Work request
Copy the listing exactly. Omit nothing.

══ Records provided ══

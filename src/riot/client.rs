//! Riot API HTTP client
//!
//! Thin typed wrapper over the handful of Riot endpoints the service
//! consumes. Routing is split between platform hosts (summoner, league)
//! and regional cluster hosts (account, match), see [`super::region`].

use std::time::Duration;

use reqwest::{Client, StatusCode};
use serde::de::DeserializeOwned;
use thiserror::Error;
use url::Url;

use super::region::{Cluster, Platform};
use super::types::{AccountDto, LeagueEntryDto, MatchDto, SummonerDto};

/// Header carrying the API key on every Riot request
const RIOT_TOKEN_HEADER: &str = "X-Riot-Token";

/// Per-request timeout for Riot calls
const REQUEST_TIMEOUT: Duration = Duration::from_secs(8);

/// Errors that can occur when talking to the Riot API
#[derive(Debug, Error)]
pub enum RiotError {
    /// The requested resource does not exist
    #[error("Riot API returned 404 Not Found")]
    NotFound,

    /// The API key's rate limit is exhausted
    #[error("Riot API rate limit reached")]
    RateLimited,

    /// Any other non-success status
    #[error("Riot API returned status {0}")]
    Status(StatusCode),

    /// HTTP request failed
    #[error("HTTP request failed: {0}")]
    Request(#[from] reqwest::Error),

    /// Failed to parse JSON response
    #[error("Failed to parse JSON response: {0}")]
    Parse(#[from] serde_json::Error),

    /// Request URL could not be built
    #[error("Invalid request URL: {0}")]
    InvalidUrl(String),
}

/// Client for the Riot API endpoints backing summoner lookups
#[derive(Debug, Clone)]
pub struct RiotClient {
    client: Client,
    api_key: String,
    base_override: Option<String>,
}

impl RiotClient {
    /// Create a new client using Riot's production hosts.
    pub fn new(api_key: impl Into<String>) -> Self {
        Self {
            client: Client::new(),
            api_key: api_key.into(),
            base_override: None,
        }
    }

    /// Create a client that sends every request to `base_url` instead of
    /// the per-region Riot hosts. Used to point at a mock server in tests.
    #[allow(dead_code)]
    pub fn with_base_url(api_key: impl Into<String>, base_url: impl Into<String>) -> Self {
        Self {
            client: Client::new(),
            api_key: api_key.into(),
            base_override: Some(base_url.into()),
        }
    }

    /// Resolve a Riot ID (game name + tag line) to an account.
    pub async fn get_account(
        &self,
        cluster: Cluster,
        game_name: &str,
        tag_line: &str,
    ) -> Result<AccountDto, RiotError> {
        let url = self.endpoint(
            &self.cluster_host(cluster),
            &[
                "riot",
                "account",
                "v1",
                "accounts",
                "by-game-name",
                game_name,
                "by-tag",
                tag_line,
            ],
        )?;
        self.get_json(url).await
    }

    /// Fetch the summoner record behind a PUUID.
    pub async fn get_summoner(
        &self,
        platform: Platform,
        puuid: &str,
    ) -> Result<SummonerDto, RiotError> {
        let url = self.endpoint(
            &self.platform_host(platform),
            &["lol", "summoner", "v4", "summoners", "by-puuid", puuid],
        )?;
        self.get_json(url).await
    }

    /// Fetch the ranked league entries for a summoner.
    pub async fn get_league_entries(
        &self,
        platform: Platform,
        summoner_id: &str,
    ) -> Result<Vec<LeagueEntryDto>, RiotError> {
        let url = self.endpoint(
            &self.platform_host(platform),
            &["lol", "league", "v4", "entries", "by-summoner", summoner_id],
        )?;
        self.get_json(url).await
    }

    /// Fetch the most recent match ids for a PUUID, newest first.
    pub async fn get_match_ids(
        &self,
        cluster: Cluster,
        puuid: &str,
        count: u32,
    ) -> Result<Vec<String>, RiotError> {
        let mut url = self.endpoint(
            &self.cluster_host(cluster),
            &["lol", "match", "v5", "matches", "by-puuid", puuid, "ids"],
        )?;
        url.query_pairs_mut()
            .append_pair("start", "0")
            .append_pair("count", &count.to_string());
        self.get_json(url).await
    }

    /// Fetch the full detail record for one match.
    pub async fn get_match(&self, cluster: Cluster, match_id: &str) -> Result<MatchDto, RiotError> {
        let url = self.endpoint(
            &self.cluster_host(cluster),
            &["lol", "match", "v5", "matches", match_id],
        )?;
        self.get_json(url).await
    }

    fn platform_host(&self, platform: Platform) -> String {
        match &self.base_override {
            Some(base) => base.clone(),
            None => format!("https://{}.api.riotgames.com", platform.as_str()),
        }
    }

    fn cluster_host(&self, cluster: Cluster) -> String {
        match &self.base_override {
            Some(base) => base.clone(),
            None => format!("https://{}.api.riotgames.com", cluster.as_str()),
        }
    }

    /// Build a request URL from a host and path segments.
    ///
    /// Segments are percent-encoded individually, so game names with
    /// spaces or special characters stay intact.
    fn endpoint(&self, host: &str, segments: &[&str]) -> Result<Url, RiotError> {
        let mut url =
            Url::parse(host).map_err(|error| RiotError::InvalidUrl(error.to_string()))?;
        url.path_segments_mut()
            .map_err(|()| RiotError::InvalidUrl(host.to_string()))?
            .extend(segments);
        Ok(url)
    }

    async fn get_json<T: DeserializeOwned>(&self, url: Url) -> Result<T, RiotError> {
        let response = self
            .client
            .get(url)
            .header(RIOT_TOKEN_HEADER, &self.api_key)
            .timeout(REQUEST_TIMEOUT)
            .send()
            .await?;

        match response.status() {
            StatusCode::NOT_FOUND => Err(RiotError::NotFound),
            StatusCode::TOO_MANY_REQUESTS => Err(RiotError::RateLimited),
            status if !status.is_success() => Err(RiotError::Status(status)),
            _ => {
                let text = response.text().await?;
                Ok(serde_json::from_str(&text)?)
            }
        }
    }
}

═══

Exercise output
filename src/riot/client.rs
//! Riot API HTTP client
//!
//! Thin typed wrapper over the handful of Riot endpoints the service
//! consumes. Routing is split between platform hosts (summoner, league)
//! and regional cluster hosts (account, match), see [`super::region`].

use std::time::Duration;

use reqwest::{Client, StatusCode};
use serde::de::DeserializeOwned;
use thiserror::Error;
use url::Url;

use super::region::{Cluster, Platform};
use super::types::{AccountDto, LeagueEntryDto, MatchDto, SummonerDto};

/// Header carrying the API key on every Riot request
const RIOT_TOKEN_HEADER: &str = "X-Riot-Token";

/// Per-request timeout for Riot calls
const REQUEST_TIMEOUT: Duration = Duration::from_secs(8);

/// Errors that can occur when talking to the Riot API
#[derive(Debug, Error)]
pub enum RiotError {
    /// The requested resource does not exist
    #[error("Riot API returned 404 Not Found")]
    NotFound,

    /// The API key's rate limit is exhausted
    #[error("Riot API rate limit reached")]
    RateLimited,

    /// Any other non-success status
    #[error("Riot API returned status {0}")]
    Status(StatusCode),

    /// HTTP request failed
    #[error("HTTP request failed: {0}")]
    Request(#[from] reqwest::Error),

    /// Failed to parse JSON response
    #[error("Failed to parse JSON response: {0}")]
    Parse(#[from] serde_json::Error),

    /// Request URL could not be built
    #[error("Invalid request URL: {0}")]
    InvalidUrl(String),
}

/// Client for the Riot API endpoints backing summoner lookups
#[derive(Debug, Clone)]
pub struct RiotClient {
    client: Client,
    api_key: String,
    base_override: Option<String>,
}

impl RiotClient {
    /// Create a new client using Riot's production hosts.
    pub fn new(api_key: impl Into<String>) -> Self {
        Self {
            client: Client::new(),
            api_key: api_key.into(),
            base_override: None,
        }
    }

    /// Create a client that sends every request to `base_url` instead of
    /// the per-region Riot hosts. Used to point at a mock server in tests.
    #[allow(dead_code)]
    pub fn with_base_url(api_key: impl Into<String>, base_url: impl Into<String>) -> Self {
        Self {
            client: Client::new(),
            api_key: api_key.into(),
            base_override: Some(base_url.into()),
        }
    }

    /// Resolve a Riot ID (game name + tag line) to an account.
    pub async fn get_account(
        &self,
        cluster: Cluster,
        game_name: &str,
        tag_line: &str,
    ) -> Result<AccountDto, RiotError> {
        let url = self.endpoint(
            &self.cluster_host(cluster),
            &[
                "riot",
                "account",
                "v1",
                "accounts",
                "by-game-name",
                game_name,
                "by-tag",
                tag_line,
            ],
        )?;
        self.get_json(url).await
    }

    /// Fetch the summoner record behind a PUUID.
    pub async fn get_summoner(
        &self,
        platform: Platform,
        puuid: &str,
    ) -> Result<SummonerDto, RiotError> {
        let url = self.endpoint(
            &self.platform_host(platform),
            &["lol", "summoner", "v4", "summoners", "by-puuid", puuid],
        )?;
        self.get_json(url).await
    }

    /// Fetch the ranked league entries for a summoner.
    pub async fn get_league_entries(
        &self,
        platform: Platform,
        summoner_id: &str,
    ) -> Result<Vec<LeagueEntryDto>, RiotError> {
        let url = self.endpoint(
            &self.platform_host(platform),
            &["lol", "league", "v4", "entries", "by-summoner", summoner_id],
        )?;
        self.get_json(url).await
    }

    /// Fetch the most recent match ids for a PUUID, newest first.
    pub async fn get_match_ids(
        &self,
        cluster: Cluster,
        puuid: &str,
        count: u32,
    ) -> Result<Vec<String>, RiotError> {
        let mut url = self.endpoint(
            &self.cluster_host(cluster),
            &["lol", "match", "v5", "matches", "by-puuid", puuid, "ids"],
        )?;
        url.query_pairs_mut()
            .append_pair("start", "0")
            .append_pair("count", &count.to_string());
        self.get_json(url).await
    }

    /// Fetch the full detail record for one match.
    pub async fn get_match(&self, cluster: Cluster, match_id: &str) -> Result<MatchDto, RiotError> {
        let url = self.endpoint(
            &self.cluster_host(cluster),
            &["lol", "match", "v5", "matches", match_id],
        )?;
        self.get_json(url).await
    }

    fn platform_host(&self, platform: Platform) -> String {
        match &self.base_override {
            Some(base) => base.clone(),
            None => format!("https://{}.api.riotgames.com", platform.as_str()),
        }
    }

    fn cluster_host(&self, cluster: Cluster) -> String {
        match &self.base_override {
            Some(base) => base.clone(),
            None => format!("https://{}.api.riotgames.com", cluster.as_str()),
        }
    }

    /// Build a request URL from a host and path segments.
    ///
    /// Segments are percent-encoded individually, so game names with
    /// spaces or special characters stay intact.
    fn endpoint(&self, host: &str, segments: &[&str]) -> Result<Url, RiotError> {
        let mut url =
            Url::parse(host).map_err(|error| RiotError::InvalidUrl(error.to_string()))?;
        url.path_segments_mut()
            .map_err(|()| RiotError::InvalidUrl(host.to_string()))?
            .extend(segments);
        Ok(url)
    }

    async fn get_json<T: DeserializeOwned>(&self, url: Url) -> Result<T, RiotError> {
        let response = self
            .client
            .get(url)
            .header(RIOT_TOKEN_HEADER, &self.api_key)
            .timeout(REQUEST_TIMEOUT)
            .send()
            .await?;

        match response.status() {
            StatusCode::NOT_FOUND => Err(RiotError::NotFound),
            StatusCode::TOO_MANY_REQUESTS => Err(RiotError::RateLimited),
            status if !status.is_success() => Err(RiotError::Status(status)),
            _ => {
                let text = response.text().await?;
                Ok(serde_json::from_str(&text)?)
            }
        }
    }
}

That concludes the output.